What you are asked to do: Please repeat only the stretch of records running from the first line through the line that contains "use std::path::PathBuf;".

***** Records supplied *****

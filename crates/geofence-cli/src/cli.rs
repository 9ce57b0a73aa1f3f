//! CLI argument definitions using clap.

use clap::{Parser, Subcommand};
use geofence::Action;
use std::path::PathBuf;

/// Geofence: load WKT geofences from spreadsheet exports and drive their visibility
#[derive(Parser)]
#[command(name = "geofence")]
#[command(version, about, long_about = None)]
#[command(propagate_version = true)]
pub struct Cli {
    #[command(subcommand)]
    pub command: Commands,

    /// Enable verbose output
    #[arg(short, long, global = true)]
    pub verbose: bool,

    /// Path to a JSON mapper configuration
    #[arg(long, global = true, value_name = "PATH")]
    pub config: Option<PathBuf>,
}

#[derive(Subcommand)]
pub enum Commands {
    /// Read a file and report the geofences and warnings it yields
    Inspect {
        /// Path to the data file (CSV/TSV/JSON rows)
        #[arg(value_name = "FILE")]
        file: PathBuf,

        /// Output as JSON
        #[arg(long)]
        json: bool,
    },

    /// Write the example template with three sample polygons
    Template {
        /// Output path (default: geofence_template.csv)
        #[arg(short, long)]
        output: Option<PathBuf>,
    },

    /// Load a file into a session and replay a sequence of actions
    Replay {
        /// Path to the data file (CSV/TSV/JSON rows)
        #[arg(value_name = "FILE")]
        file: PathBuf,

        /// Action to apply, repeatable: toggle-on=<id>, toggle-off=<id>,
        /// select-all, clear-all, filter=<term>
        #[arg(short = 'a', long = "action", value_name = "ACTION")]
        actions: Vec<Action>,

        /// Output as JSON
        #[arg(long)]
        json: bool,
    },
}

*****

Response for this exercise:
filename crates/geofence-cli/src/cli.rs
repository 9ce57b0a73aa1f3f
//! CLI argument definitions using clap.

use clap::{Parser, Subcommand};
use geofence::Action;
use std::path::PathBuf;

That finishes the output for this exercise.